Corrections to the blogosphere, the consensus, and the world

Wednesday, November 11, 2009

I've got Asberger's syndrome and he's got mine

Simon Baron-Cohen, Borat's cousin and irritating autism guru, complains about the forthcoming deletion of Asberger's Syndrome from DSM.
....a committee of experts charged with revising the manual has caused consternation by considering removing Asperger syndrome from the next edition, scheduled to appear in 2012. The committee argues that the syndrome should be deleted because there is no clear separation between it and its close neighbor, autism. The experts propose that both conditions should be subsumed under the term “autism spectrum disorder,” with individuals differentiated by levels of severity. It may be true that there is no hard and fast separation between Asperger syndrome and classic autism, since they are currently differentiated only by intelligence and onset of language. Both classic autism and Asperger syndrome involve difficulties with social interaction and communication, alongside unusually narrow interests and a strong desire for repetition, but in Asperger syndrome, the person has good intelligence and language acquisition.
Which sums up my reasons for having no respect for Baron-Cohen: he can't separate, even conceptually, intelligence and language. They come as a unit. He sees two conditions - no intelligence and no language, autism; intelligence and language, Asbergers - when the words he uses virtually mandate at least three - no intelligence/no language, intelligence/language, [no intelligence/language], intelligence/no language. Either these are separate qualities or they aren't.
....history reminds us that psychiatric diagnoses are not set in stone. They are “manmade,” and different generations of doctors sit around the committee table and change how we think about “mental disorders.” This in turn reminds us to set aside any assumption that the diagnostic manual is a taxonomic system. Maybe one day it will achieve this scientific value, but a classification system that can be changed so freely and so frequently can’t be close to following Plato’s recommendation of “carving nature at its joints.”
Part of the reason the diagnostic manual can move the boundaries and add or remove “mental disorders” so easily is that it focuses on surface appearances or behavior (symptoms) and is silent about causes. Symptoms can be arranged into groups in many ways, and there is no single right way to cluster them. Psychiatry is not at the stage of other branches of medicine, where a diagnostic category depends on a known biological mechanism. An example of where this does occur is Down syndrome, where surface appearances are irrelevant. Instead the cause — an extra copy of Chromosome 21 — is the sole determinant to obtain a diagnosis. Psychiatry, in contrast, does not yet have any diagnostic blood tests with which to reveal a biological mechanism.
Yes, but there are tradeoffs. In diagnoses where surface appearances and symptoms are irrelevant, the diagnosis doesn't necessarily say anything about surface appearances or symptoms. It's possible to say that you can't be sick with TB without the presence of the TB bacteria, but you can have TB bacteria without being sick, and at least 90% of positive tests do. Is SBC really prepared to face a situation where (say) 30% of the population has the diagnostic markers of autism but only 0.5% show symptoms?

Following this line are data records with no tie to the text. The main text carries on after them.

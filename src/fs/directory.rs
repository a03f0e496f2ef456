use serde::{Deserialize, Serialize};

use crate::{
    disk::{Block, BlockDevice, BlockId, BLOCK_SIZE},
    fs::{
        codec::{decode_name, encode_name, read_count, write_count},
        config::{COUNT_FIELD_LEN, EXT_FIELD_LEN, FILE_ENTRY_SIZE, MAX_FILES_IN_DIR, NAME_FIELD_LEN},
        error::{FileSystemError, Result},
    },
};

// 磁盘上的文件目录项
#[derive(Debug, Serialize, Deserialize)]
struct RawFileEntry {
    name: [u8; NAME_FIELD_LEN],
    ext: [u8; EXT_FIELD_LEN],
    size: u64,
    start_block: i64,
}

// 一个文件目录项
#[derive(Debug, Clone, PartialEq, Eq)]
pub struct FileEntry {
    pub name: String,
    pub ext: String,
    pub size: u64,
    pub start_block: BlockId,
}

impl FileEntry {
    /// 列目录时显示的名字：有扩展名时为 `name.ext`
    pub fn display_name(&self) -> String {
        if self.ext.is_empty() {
            self.name.clone()
        } else {
            format!("{}.{}", self.name, self.ext)
        }
    }
}

/// 目录块：每个子目录一个，记录其中的文件
#[derive(Debug, Clone, Default, PartialEq, Eq)]
pub struct Directory {
    pub entries: Vec<FileEntry>,
}

impl Directory {
    pub fn new() -> Self {
        Self::default()
    }

    pub fn load(disk: &dyn BlockDevice, block_id: BlockId) -> Result<Self> {
        let mut block: Block = [0; BLOCK_SIZE];
        disk.read_block(block_id, &mut block)?;
        Self::from_block(&block)
    }

    pub fn sync(&self, disk: &dyn BlockDevice, block_id: BlockId) -> Result<()> {
        disk.write_block(block_id, &self.to_block()?)?;
        Ok(())
    }

    pub fn from_block(block: &Block) -> Result<Self> {
        let count = read_count(block, MAX_FILES_IN_DIR, "directory block")?;
        let mut entries = Vec::with_capacity(count);
        for i in 0..count {
            let start = COUNT_FIELD_LEN + i * FILE_ENTRY_SIZE;
            let raw: RawFileEntry = bincode::deserialize(&block[start..start + FILE_ENTRY_SIZE])?;
            let name = decode_name(&raw.name);
            let ext = decode_name(&raw.ext);
            let start_block = BlockId::from_raw(raw.start_block).ok_or_else(|| {
                FileSystemError::Corrupted(format!(
                    "file '{}.{}' has start block {}",
                    name, ext, raw.start_block
                ))
            })?;
            entries.push(FileEntry {
                name,
                ext,
                size: raw.size,
                start_block,
            });
        }
        Ok(Self { entries })
    }

    pub fn to_block(&self) -> Result<Block> {
        let mut block: Block = [0; BLOCK_SIZE];
        write_count(&mut block, self.entries.len())?;
        for (i, entry) in self.entries.iter().enumerate() {
            let start = COUNT_FIELD_LEN + i * FILE_ENTRY_SIZE;
            let raw = RawFileEntry {
                name: encode_name(&entry.name),
                ext: encode_name(&entry.ext),
                size: entry.size,
                start_block: entry.start_block.to_raw(),
            };
            bincode::serialize_into(&mut block[start..start + FILE_ENTRY_SIZE], &raw)?;
        }
        Ok(block)
    }

    // 查找文件，返回目录项下标
    pub fn find(&self, name: &str, ext: &str) -> Option<usize> {
        self.entries
            .iter()
            .position(|e| e.name == name && e.ext == ext)
    }

    /// 分配起始块之前先检查：目录已满、重名
    pub fn ensure_can_add(&self, dir: &str, name: &str, ext: &str) -> Result<()> {
        if self.is_full() {
            return Err(FileSystemError::FileLimitExceeded(format!("/{}", dir)));
        }
        if self.find(name, ext).is_some() {
            let entry_name = if ext.is_empty() {
                name.to_string()
            } else {
                format!("{}.{}", name, ext)
            };
            return Err(FileSystemError::AlreadyExists(format!("/{}/{}", dir, entry_name)));
        }
        Ok(())
    }

    // 添加文件目录项（大小为 0），返回下标
    pub fn add(&mut self, dir: &str, name: &str, ext: &str, start_block: BlockId) -> Result<usize> {
        self.ensure_can_add(dir, name, ext)?;
        self.entries.push(FileEntry {
            name: name.to_string(),
            ext: ext.to_string(),
            size: 0,
            start_block,
        });
        Ok(self.entries.len() - 1)
    }

    pub fn set_size(&mut self, index: usize, size: u64) -> Result<()> {
        let entry = self.entries.get_mut(index).ok_or_else(|| {
            FileSystemError::Corrupted(format!("no file entry at index {}", index))
        })?;
        entry.size = size;
        Ok(())
    }

    pub fn is_full(&self) -> bool {
        self.entries.len() >= MAX_FILES_IN_DIR
    }

    pub fn len(&self) -> usize {
        self.entries.len()
    }

    pub fn is_empty(&self) -> bool {
        self.entries.is_empty()
    }

    /// 按创建顺序列出文件名
    pub fn list(&self) -> Vec<String> {
        self.entries.iter().map(FileEntry::display_name).collect()
    }
}

#[cfg(test)]
mod tests {
    use super::*;

    fn sample() -> Directory {
        let mut dir = Directory::new();
        dir.add("docs", "note", "txt", BlockId::new(2)).unwrap();
        dir.add("docs", "README", "", BlockId::new(3)).unwrap();
        dir
    }

    #[test]
    fn layout_is_count_then_packed_entries() {
        let mut dir = sample();
        dir.set_size(0, 600).unwrap();
        let block = dir.to_block().unwrap();

        assert_eq!(&block[..4], &2i32.to_le_bytes());
        assert_eq!(&block[4..13], b"note\0\0\0\0\0");
        assert_eq!(&block[13..17], b"txt\0");
        assert_eq!(&block[17..25], &600u64.to_le_bytes());
        assert_eq!(&block[25..33], &2i64.to_le_bytes());
        assert_eq!(&block[33..42], b"README\0\0\0");
        assert_eq!(&block[42..46], &[0, 0, 0, 0]);

        assert_eq!(Directory::from_block(&block).unwrap(), dir);
    }

    #[test]
    fn name_and_extension_together_identify_a_file() {
        let mut dir = sample();
        assert_eq!(dir.find("note", "txt"), Some(0));
        assert_eq!(dir.find("note", ""), None);

        dir.add("docs", "note", "md", BlockId::new(4)).unwrap();
        assert!(matches!(
            dir.add("docs", "note", "txt", BlockId::new(5)),
            Err(FileSystemError::AlreadyExists(_))
        ));
    }

    #[test]
    fn listing_keeps_creation_order() {
        assert_eq!(sample().list(), vec!["note.txt", "README"]);
    }

    #[test]
    fn full_directory_refuses_more_files() {
        let mut dir = Directory::new();
        for i in 0..MAX_FILES_IN_DIR {
            dir.add("d", &format!("f{}", i), "", BlockId::new(i as u64 + 1))
                .unwrap();
        }
        let err = dir.add("d", "extra", "", BlockId::new(99)).unwrap_err();
        assert!(err.is_capacity_exceeded());

        let block = dir.to_block().unwrap();
        assert_eq!(Directory::from_block(&block).unwrap().len(), MAX_FILES_IN_DIR);
    }
}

Mind you, it does look rather as if this is mere handwaving, because he's not proposing to apply any physical tests, he's just opposing the deletion of one symptom-based subdivision of a symptom-based diagnosis.
We don’t yet know if Asperger syndrome is genetically identical or distinct from classic autism, but surely it makes scientific sense to wait until these two subgroups have been thoroughly tested before lumping them together in the diagnostic manual. I am the first to agree with the concept of an autistic spectrum, but there may be important differences between subgroups that the psychiatric association should not blur too hastily.
Yes, there may be important differences between subgroups (even if, for the sake of argument, you accept the existence of an overriding condition rather than a flotilla of quite different conditions sharing common symptoms) but in order to make the point you're actually making you surely have to make some attempt to demonstrate that Asbergers is in fact in some way a distinct subgroup rather than a point on a spectrum. I myself abominate the notion of a spectrum, which in practice reduces to the good oldfashioned ladder of creation from the stupid to the like us, I prefer to place cases in n-dimensional space and look for groupings, but SBC doesn't, so where's the Asbergers distinction?
My colleagues and I recently published the first candidate gene study of Asperger syndrome, which identified 14 genes associated with the condition.
Horse feathers. The study compared a normal population with an Asberger population, on a number of autistic traits, which means that any associations (described as 'above chance', which doesn't sound as if they're particularly strong) could just be with autism spectrum disorder, not Asberger's specifically. Not even close.

Joke in headline - hat tip to S. J. Perelman.

1 comment:

Adelaide Dupont said...

"Is Baron-Cohen prepared to face a situation where 30% of the population show the diagnostic markers but only 0.5% show symptoms?"

He's supported studies which have at least three times the latter, and so have the Americans.

And how pie-in-the-sky is that 30%? It does sound sort of right, either way (with a swing of perhaps 5%).

And about 10 years ago, at least 2 genes were identified. (Jochaim Hallmayer, if you remember him).

I thought some theories had the separation of intelligence and language as a salient feature of pervasive developmental conditions.